* [DESCRIPTION OF THE TASK]: Check each line of the listing below for the string "drawn", and copy the ones that have it.

'''

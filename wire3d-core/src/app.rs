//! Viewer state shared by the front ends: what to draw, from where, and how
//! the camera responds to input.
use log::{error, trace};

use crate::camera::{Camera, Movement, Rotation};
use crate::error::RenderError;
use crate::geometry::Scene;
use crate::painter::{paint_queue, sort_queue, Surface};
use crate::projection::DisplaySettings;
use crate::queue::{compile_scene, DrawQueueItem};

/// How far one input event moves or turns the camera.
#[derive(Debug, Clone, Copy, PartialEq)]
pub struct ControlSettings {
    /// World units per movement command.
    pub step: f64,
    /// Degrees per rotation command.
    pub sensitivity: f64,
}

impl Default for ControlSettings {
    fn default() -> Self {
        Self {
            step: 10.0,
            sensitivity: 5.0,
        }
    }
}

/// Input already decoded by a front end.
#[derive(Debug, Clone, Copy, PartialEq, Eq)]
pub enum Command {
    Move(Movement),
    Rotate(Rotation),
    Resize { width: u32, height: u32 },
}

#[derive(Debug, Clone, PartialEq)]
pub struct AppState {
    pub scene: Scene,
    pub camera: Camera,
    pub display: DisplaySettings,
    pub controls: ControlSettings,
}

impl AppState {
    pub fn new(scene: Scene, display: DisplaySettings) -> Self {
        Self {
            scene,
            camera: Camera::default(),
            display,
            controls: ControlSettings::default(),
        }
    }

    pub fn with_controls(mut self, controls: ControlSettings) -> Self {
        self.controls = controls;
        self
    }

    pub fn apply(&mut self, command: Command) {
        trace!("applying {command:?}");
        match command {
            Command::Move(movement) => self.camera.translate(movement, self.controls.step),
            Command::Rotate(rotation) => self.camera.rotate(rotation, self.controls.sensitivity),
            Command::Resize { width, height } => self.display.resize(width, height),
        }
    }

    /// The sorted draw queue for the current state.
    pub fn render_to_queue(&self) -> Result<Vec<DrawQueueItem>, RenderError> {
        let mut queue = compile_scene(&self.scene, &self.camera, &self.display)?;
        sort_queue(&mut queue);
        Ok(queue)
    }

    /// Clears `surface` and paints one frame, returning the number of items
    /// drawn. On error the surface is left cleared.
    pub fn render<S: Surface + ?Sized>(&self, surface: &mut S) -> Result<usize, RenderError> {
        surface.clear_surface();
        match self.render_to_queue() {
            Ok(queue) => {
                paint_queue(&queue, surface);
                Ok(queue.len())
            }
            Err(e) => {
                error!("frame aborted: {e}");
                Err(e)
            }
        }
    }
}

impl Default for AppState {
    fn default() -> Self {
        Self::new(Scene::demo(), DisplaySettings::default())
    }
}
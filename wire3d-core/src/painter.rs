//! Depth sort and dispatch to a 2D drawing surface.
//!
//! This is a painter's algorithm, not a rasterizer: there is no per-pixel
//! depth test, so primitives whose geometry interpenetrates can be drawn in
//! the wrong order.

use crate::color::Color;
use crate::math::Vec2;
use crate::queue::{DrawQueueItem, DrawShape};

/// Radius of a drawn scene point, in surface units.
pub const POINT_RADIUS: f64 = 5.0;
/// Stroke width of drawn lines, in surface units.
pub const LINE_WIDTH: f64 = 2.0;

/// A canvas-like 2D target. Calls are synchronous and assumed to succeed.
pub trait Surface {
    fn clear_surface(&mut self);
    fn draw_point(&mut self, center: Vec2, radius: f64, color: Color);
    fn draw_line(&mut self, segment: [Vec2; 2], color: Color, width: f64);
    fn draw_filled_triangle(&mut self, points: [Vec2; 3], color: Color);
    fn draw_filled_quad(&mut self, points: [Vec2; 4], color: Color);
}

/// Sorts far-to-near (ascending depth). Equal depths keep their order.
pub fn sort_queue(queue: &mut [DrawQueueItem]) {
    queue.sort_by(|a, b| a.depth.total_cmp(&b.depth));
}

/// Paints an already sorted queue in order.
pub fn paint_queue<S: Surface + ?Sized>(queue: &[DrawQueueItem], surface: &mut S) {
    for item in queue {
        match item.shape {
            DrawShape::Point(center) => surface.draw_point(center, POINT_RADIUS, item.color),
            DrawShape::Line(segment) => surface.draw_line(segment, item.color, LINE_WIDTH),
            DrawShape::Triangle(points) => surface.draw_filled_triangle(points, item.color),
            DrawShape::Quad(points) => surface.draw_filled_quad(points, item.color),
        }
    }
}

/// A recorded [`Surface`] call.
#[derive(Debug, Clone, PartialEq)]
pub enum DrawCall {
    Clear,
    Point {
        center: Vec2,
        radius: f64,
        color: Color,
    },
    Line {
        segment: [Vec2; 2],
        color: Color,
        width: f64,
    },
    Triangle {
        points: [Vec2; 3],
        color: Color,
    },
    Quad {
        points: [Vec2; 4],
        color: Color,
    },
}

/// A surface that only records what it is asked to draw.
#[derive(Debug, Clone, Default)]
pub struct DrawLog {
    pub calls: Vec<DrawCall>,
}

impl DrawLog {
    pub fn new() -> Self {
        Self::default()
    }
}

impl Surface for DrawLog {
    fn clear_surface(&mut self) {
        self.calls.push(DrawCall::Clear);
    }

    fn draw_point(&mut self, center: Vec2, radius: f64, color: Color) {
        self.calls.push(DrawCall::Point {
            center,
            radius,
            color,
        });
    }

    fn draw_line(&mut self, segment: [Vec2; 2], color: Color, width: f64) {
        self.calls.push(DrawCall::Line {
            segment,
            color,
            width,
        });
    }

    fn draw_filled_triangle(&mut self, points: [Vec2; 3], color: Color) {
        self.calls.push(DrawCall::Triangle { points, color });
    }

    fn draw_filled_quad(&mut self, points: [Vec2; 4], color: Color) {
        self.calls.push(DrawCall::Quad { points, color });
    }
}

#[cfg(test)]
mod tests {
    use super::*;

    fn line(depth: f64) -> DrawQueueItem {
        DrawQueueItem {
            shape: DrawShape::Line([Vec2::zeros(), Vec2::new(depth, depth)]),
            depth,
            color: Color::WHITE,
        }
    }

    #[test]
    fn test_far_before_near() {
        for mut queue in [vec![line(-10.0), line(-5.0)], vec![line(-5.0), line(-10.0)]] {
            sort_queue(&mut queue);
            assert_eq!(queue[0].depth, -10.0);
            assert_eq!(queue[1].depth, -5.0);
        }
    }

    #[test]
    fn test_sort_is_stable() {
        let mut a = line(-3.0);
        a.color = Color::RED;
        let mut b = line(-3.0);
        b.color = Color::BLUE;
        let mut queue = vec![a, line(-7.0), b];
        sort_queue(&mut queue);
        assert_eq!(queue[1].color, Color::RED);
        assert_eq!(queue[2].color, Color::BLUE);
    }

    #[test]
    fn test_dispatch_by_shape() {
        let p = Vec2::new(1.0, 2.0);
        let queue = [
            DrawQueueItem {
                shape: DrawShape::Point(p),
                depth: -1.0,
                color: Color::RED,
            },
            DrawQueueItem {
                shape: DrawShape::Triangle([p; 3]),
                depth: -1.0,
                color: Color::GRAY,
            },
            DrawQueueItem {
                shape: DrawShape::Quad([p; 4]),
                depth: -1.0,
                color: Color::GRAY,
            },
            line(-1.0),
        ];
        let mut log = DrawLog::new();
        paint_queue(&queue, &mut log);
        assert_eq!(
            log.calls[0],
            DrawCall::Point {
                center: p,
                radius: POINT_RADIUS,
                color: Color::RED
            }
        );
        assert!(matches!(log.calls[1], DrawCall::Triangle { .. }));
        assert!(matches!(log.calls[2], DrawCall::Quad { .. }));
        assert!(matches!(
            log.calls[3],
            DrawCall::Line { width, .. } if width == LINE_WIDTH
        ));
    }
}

'''

* [RESPONSE BOX]:
    /// drawn. On error the surface is left cleared.
//! depth test, so primitives whose geometry interpenetrates can be drawn in
/// Radius of a drawn scene point, in surface units.
/// Stroke width of drawn lines, in surface units.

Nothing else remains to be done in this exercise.